Cornell researchers have discovered a genetic mechanism in fruit flies that prevents two closely related species from reproducing, a finding that offers clues to how species evolve.
When two populations of a species become geographically isolated from each other, their genes diverge from one another over time. Eventually, when a male from one group mates with a female from the other group, the offspring will die or be born sterile, as crosses between horses and donkeys produce sterile mules. At this point, they have become two distinct species.
Now, Cornell researchers report in the October issue of Public Library of Science Biology (Vol. 7, No. 10) that rapidly evolving "junk" DNA may create incompatibilities between two related species, preventing them from reproducing. In this case, the researchers studied crosses between closely related fruit flies, Drosophila melanogaster and D. simulans. Nearly 100 years ago, scientists discovered that when male D. melanogasters mate with female D. simulans, normal males survive, but the female embryos die.
"It has remained an unsolved problem," said Patrick Ferree, the paper's lead author and a postdoctoral researcher in the lab of co-author Daniel Barbash, an assistant professor of molecular biology and genetics. "The question is, what are the elements that are killing these female hybrids and how are they doing that?"
The researchers found that the female hybrid embryos died very early in development. In most species, when the male's sperm (carrying either an X or Y chromosome) fertilizes the female's egg (containing an X chromosome), a new cell forms with a single nucleus containing a sex chromosome from each parent. If the offspring inherits its father's X chromosome, it becomes female; if it inherits a Y chromosome, it becomes male. Ferree and Barbash found that a unique segment of DNA in the father's X chromosome leads to embryo death of hybrid females.
The segment of DNA was found in the chromosome's heterochromatin, a densely packed region of highly repetitive sequences of junk DNA near the chromosome's center.

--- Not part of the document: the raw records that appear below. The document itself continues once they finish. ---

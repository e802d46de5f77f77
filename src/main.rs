use std::f64::consts::PI;
use std::sync::Arc;

use stand_kinematics::axis::{Axis, SoftAxis};
use stand_kinematics::calibration::StandCalibration;
use stand_kinematics::utils::dump_pose;

/// Usage example: a software-backed stand walked through the motion surface.
fn main() -> Result<(), Box<dyn std::error::Error>> {
    let axis = |name: &str| Arc::new(SoftAxis::new(name, 0.0)) as Arc<dyn Axis>;
    let mut stand = StandCalibration::default().assemble(
        (axis("cone_lift"), Some(axis("cone_slide"))),
        (axis("flat_lift"), None),
        (axis("vee_lift"), Some(axis("vee_slide"))),
    );

    println!("At rest:");
    dump_pose(&stand.pose()?);

    println!("\nTranslated by (5, 10, 0):");
    stand.translate(5.0, 10.0, 0.0)?;
    dump_pose(&stand.pose()?);

    println!("\nPitched by 0.5 degrees about the cone:");
    stand.rotate(0.5 * PI / 180.0, 0.0, 0.0)?;
    dump_pose(&stand.pose()?);

    println!("\nFar point at z = -3000 steered by (1, 2) about z = -100:");
    stand.align(-3000.0, 1.0, 2.0, -100.0)?;
    dump_pose(&stand.pose()?);

    println!("\nJoint readings (local x, y):");
    for (name, joint) in [
        ("cone", stand.cone()),
        ("flat", stand.flat()),
        ("vee", stand.vee()),
    ] {
        let (x, y) = joint.get_xy()?;
        println!("  {:4}  x {:8.3}  y {:8.3}", name, x, y);
    }
    Ok(())
}
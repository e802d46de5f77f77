//! Calibration records: the measured geometry of an installed stand, kept
//! separate from the motor handles so one survey serves any axis substrate
//! (live hardware, a soft model, a replay).

use crate::geometry::{JointGeometry, DEFAULT_ALPHA};
use crate::joints::Joint;
use crate::solver::SolverSettings;
use crate::stand::Stand;
use crate::axis::Axis;
use nalgebra::{UnitQuaternion, Vector3};
use std::sync::Arc;

/// Surveyed geometry of one joint: its coupling map and the rest position of
/// its ball in stand coordinates.
#[derive(Debug, Clone, Copy)]
pub struct JointCalibration {
    pub geometry: JointGeometry,
    pub offset: Vector3<f64>,
}

impl JointCalibration {
    /// Binds the calibration to motor handles, yielding a usable joint.
    pub fn attach(&self, lift: Arc<dyn Axis>, slide: Option<Arc<dyn Axis>>) -> Joint {
        Joint::new(lift, slide, self.geometry, self.offset)
    }
}

/// Full survey of a stand. `stand_to_room` is the installed orientation of
/// the stand base relative to the room it reports poses in.
#[derive(Debug, Clone, Copy)]
pub struct StandCalibration {
    pub cone: JointCalibration,
    pub flat: JointCalibration,
    pub vee: JointCalibration,
    pub stand_to_room: UnitQuaternion<f64>,
    pub solver: SolverSettings,
}

impl StandCalibration {
    /// The common symmetric layout: the cone at the origin, the flat and vee
    /// joints mirrored across the beam axis at the given half width, raised
    /// by `rise` and set back by `depth`, all stages tilted by `alpha`.
    pub fn symmetric(alpha: f64, half_width: f64, rise: f64, depth: f64) -> Self {
        StandCalibration {
            cone: JointCalibration {
                geometry: JointGeometry::cone(alpha),
                offset: Vector3::zeros(),
            },
            flat: JointCalibration {
                geometry: JointGeometry::angled(alpha),
                offset: Vector3::new(-half_width, rise, -depth),
            },
            vee: JointCalibration {
                geometry: JointGeometry::angled(alpha),
                offset: Vector3::new(half_width, rise, -depth),
            },
            stand_to_room: UnitQuaternion::identity(),
            solver: SolverSettings::default(),
        }
    }

    /// Assembles the calibrated stand from motor handles, given per joint as
    /// (lift, optional slide).
    pub fn assemble(
        &self,
        cone: (Arc<dyn Axis>, Option<Arc<dyn Axis>>),
        flat: (Arc<dyn Axis>, Option<Arc<dyn Axis>>),
        vee: (Arc<dyn Axis>, Option<Arc<dyn Axis>>),
    ) -> Stand {
        Stand::new(
            self.cone.attach(cone.0, cone.1),
            self.flat.attach(flat.0, flat.1),
            self.vee.attach(vee.0, vee.1),
        )
        .with_stand_to_room(self.stand_to_room)
        .with_settings(self.solver)
    }
}

impl Default for StandCalibration {
    /// The survey of the reference installation: a 685.8 wide stand with the
    /// rear joints raised 361.404 and set back 609.6508 behind the cone.
    fn default() -> Self {
        StandCalibration::symmetric(DEFAULT_ALPHA, 342.9, 361.404, 609.6508)
    }
}
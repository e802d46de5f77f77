//! Coupling geometry of a single angled joint stage.
//!
//! Each corner of the stand is driven by a horizontal slide and a lift whose
//! axis is tilted off the vertical by a fixed wedge angle, so one motor's
//! motion couples into more than one Cartesian direction. The coupling is a
//! fixed linear map from the raw motor displacements to a Cartesian
//! displacement; it is derived once from calibration and never recomputed at
//! runtime. Inverting it for a single joint is a well-conditioned closed-form
//! 2x2 problem, in contrast to the whole-stand inversion handled in
//! [`crate::solver`].

use nalgebra::{Matrix2, Matrix3x2, Vector2, Vector3};

/// Off-axis angle of the standard lifting stages, in radians (15 degrees).
pub const DEFAULT_ALPHA: f64 = 0.261799387;

/// Fixed linear map between the raw axis displacements (slide, lift) of one
/// joint and the Cartesian displacement of its ball.
///
/// The third row of the map is the parasitic component: the part of the lift
/// motion that leaks along the axis a joint cannot be commanded in. It is part
/// of the coupling, not a separate knob, and it is what makes the whole-stand
/// inversion ill-conditioned.
#[derive(Debug, Clone, Copy)]
pub struct JointGeometry {
    map: Matrix3x2<f64>,
    /// Closed-form inverse of the in-plane (x, y) part of the map.
    /// `None` when the stage is oriented so that plane collapses.
    local_inverse: Option<Matrix2<f64>>,
}

impl JointGeometry {
    /// Builds the coupling map from the unit directions of the two stages.
    pub fn from_directions(slide: Vector3<f64>, lift: Vector3<f64>) -> Self {
        let map = Matrix3x2::from_columns(&[slide, lift]);
        let local_inverse = map.fixed_view::<2, 2>(0, 0).into_owned().try_inverse();
        JointGeometry { map, local_inverse }
    }

    /// The front (cone) stage: the lift is tilted in the horizontal plane, so
    /// its motion splits between x and y with no component along the beam.
    pub fn cone(alpha: f64) -> Self {
        Self::from_directions(
            Vector3::new(1.0, 0.0, 0.0),
            Vector3::new(alpha.cos(), alpha.sin(), 0.0),
        )
    }

    /// A rear (flat or vee) stage: the lift is tilted in the vertical plane,
    /// producing the requested y together with a large parasitic displacement
    /// along the beam axis.
    pub fn angled(alpha: f64) -> Self {
        Self::from_directions(
            Vector3::new(1.0, 0.0, 0.0),
            Vector3::new(0.0, alpha.sin(), -alpha.cos()),
        )
    }

    /// Cartesian displacement of the ball for the given raw axis positions.
    pub fn displacement(&self, slide: f64, lift: f64) -> Vector3<f64> {
        self.map * Vector2::new(slide, lift)
    }

    /// Local simplified coordinates (x, y) for the given raw axis positions.
    pub fn local_xy(&self, slide: f64, lift: f64) -> (f64, f64) {
        let displacement = self.displacement(slide, lift);
        (displacement.x, displacement.y)
    }

    /// Raw axis positions realizing the requested local (x, y), or `None`
    /// when the in-plane part of the map is singular.
    pub fn axes_for(&self, x: f64, y: f64) -> Option<(f64, f64)> {
        let axes = self.local_inverse? * Vector2::new(x, y);
        Some((axes.x, axes.y))
    }
}
//! Pipeline orchestration for the periodic results refresh
//!
//! Sequence: idempotency gate, fetch, staging setup, persons load and
//! dedup, results transform and load, index build, atomic swap. The
//! working directory is removed after every run, success or failure.

use crate::config::LoaderConfig;
use crate::downloader::ExportDownloader;
use crate::error::Result;
use crate::storage::{self, ResultsStore};
use crate::{parser, transform};
use sqlx::PgPool;
use tracing::{info, warn};

/// The load-and-swap pipeline
pub struct LoaderPipeline {
    config: LoaderConfig,
    store: ResultsStore,
}

/// Outcome of one pipeline run
#[derive(Debug, Clone, Default)]
pub struct PipelineStats {
    pub persons_loaded: u64,
    pub duplicates_removed: u64,
    pub results_loaded: u64,
    pub skipped: bool,
}

impl LoaderPipeline {
    pub fn new(config: LoaderConfig, pool: PgPool) -> Self {
        LoaderPipeline {
            config,
            store: ResultsStore::new(pool),
        }
    }

    /// Run the full refresh. The working directory is cleaned up whether
    /// the run succeeded or not.
    pub async fn run(&self) -> Result<PipelineStats> {
        let outcome = self.run_stages().await;
        self.remove_data_dir();
        outcome
    }

    async fn run_stages(&self) -> Result<PipelineStats> {
        // Advisory gate only; not re-checked before the swap.
        if self.config.skip_if_loaded && self.store.table_exists(storage::RESULTS_TABLE).await? {
            info!("Live results table already exists, skipping load");
            return Ok(PipelineStats {
                skipped: true,
                ..PipelineStats::default()
            });
        }

        let downloader = ExportDownloader::new(&self.config)?;
        let files = downloader.fetch().await?;

        self.store.init_staging().await?;

        info!("Loading persons data");
        let persons = parser::read_persons(&files.persons)?;
        info!(rows = persons.len(), "Streaming persons to staging");
        let persons_loaded = self.store.load_persons(&persons).await?;
        let duplicates_removed = self.store.dedup_persons().await?;

        info!("Transforming results data");
        let results = transform::build_results(&files)?;
        info!(rows = results.len(), "Streaming results to staging");
        let results_loaded = self.store.load_results(&results).await?;

        self.store.build_results_index().await?;
        self.store.swap_tables().await?;

        info!(
            persons = persons_loaded,
            duplicates_removed, results = results_loaded, "Pipeline complete"
        );

        Ok(PipelineStats {
            persons_loaded,
            duplicates_removed,
            results_loaded,
            skipped: false,
        })
    }

    /// Remove the working directory unconditionally; a cleanup failure is
    /// logged but never overrides the pipeline outcome.
    fn remove_data_dir(&self) {
        let dir = &self.config.data_dir;
        if dir.exists() {
            info!(dir = %dir.display(), "Removing working directory");
            if let Err(err) = std::fs::remove_dir_all(dir) {
                warn!(error = %err, "Failed to remove working directory");
            }
        }
    }
}
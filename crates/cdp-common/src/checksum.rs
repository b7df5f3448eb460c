//! Checksum utilities for download verification
//!
//! Used by ingestion code to fingerprint fetched archives so that a given
//! load can be traced back to the exact export it came from.

use crate::error::{CommonError, Result};
use sha2::{Digest, Sha256, Sha512};
use std::io::Read;
use std::path::Path;

/// Supported digest algorithms
#[derive(Debug, Clone, Copy, PartialEq, Eq)]
pub enum ChecksumAlgorithm {
    Sha256,
    Sha512,
}

/// Compute a hex-encoded checksum over an in-memory buffer
pub fn compute_buffer_checksum(data: &[u8], algorithm: ChecksumAlgorithm) -> String {
    match algorithm {
        ChecksumAlgorithm::Sha256 => hex::encode(Sha256::digest(data)),
        ChecksumAlgorithm::Sha512 => hex::encode(Sha512::digest(data)),
    }
}

/// Compute a hex-encoded checksum for any readable source
pub fn compute_checksum<R: Read>(reader: &mut R, algorithm: ChecksumAlgorithm) -> Result<String> {
    let mut buffer = [0u8; 8192];

    match algorithm {
        ChecksumAlgorithm::Sha256 => {
            let mut hasher = Sha256::new();
            loop {
                let bytes_read = reader.read(&mut buffer)?;
                if bytes_read == 0 {
                    break;
                }
                hasher.update(&buffer[..bytes_read]);
            }
            Ok(hex::encode(hasher.finalize()))
        },
        ChecksumAlgorithm::Sha512 => {
            let mut hasher = Sha512::new();
            loop {
                let bytes_read = reader.read(&mut buffer)?;
                if bytes_read == 0 {
                    break;
                }
                hasher.update(&buffer[..bytes_read]);
            }
            Ok(hex::encode(hasher.finalize()))
        },
    }
}

/// Compute a checksum for a file on disk
pub fn compute_file_checksum(
    path: impl AsRef<Path>,
    algorithm: ChecksumAlgorithm,
) -> Result<String> {
    let mut file = std::fs::File::open(path)?;
    compute_checksum(&mut file, algorithm)
}

/// Verify that a file matches an expected checksum
pub fn verify_file_checksum(
    path: impl AsRef<Path>,
    expected: &str,
    algorithm: ChecksumAlgorithm,
) -> Result<()> {
    let actual = compute_file_checksum(path, algorithm)?;
    if actual == expected {
        Ok(())
    } else {
        Err(CommonError::ChecksumMismatch {
            expected: expected.to_string(),
            actual,
        })
    }
}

During the embryo's initial divisions, the researchers found, a specific segment of heterochromatin gets "sticky" and halts the process, preventing the entire X chromosome from separating properly; the result is that the early embryo dies.
Researchers have known that DNA in heterochromatin evolves faster than in other parts of the genome. Also, during early development, the proteins required for cell division come from the mother. The researchers speculate that the heterochromatin of the male D. melanogaster's X chromosome has rapidly evolved, such that after mating, the machinery involved in DNA packaging from a D. simulans mother no longer recognizes the D. melanogaster father's "junk" DNA, Ferree said.
The problematic region of D. melanogaster's X chromosome contains about 5 million base pairs of DNA, while the same region of D. simulans' X chromosome contains only about 100,000 base pairs, a 50-fold difference, said Ferree.
"It points to a species-specific difference in heterochromatin between these two species," he added. "This could explain other instances when you have female hybrid lethality," Ferree said.
The study was funded by the National Institutes of Health.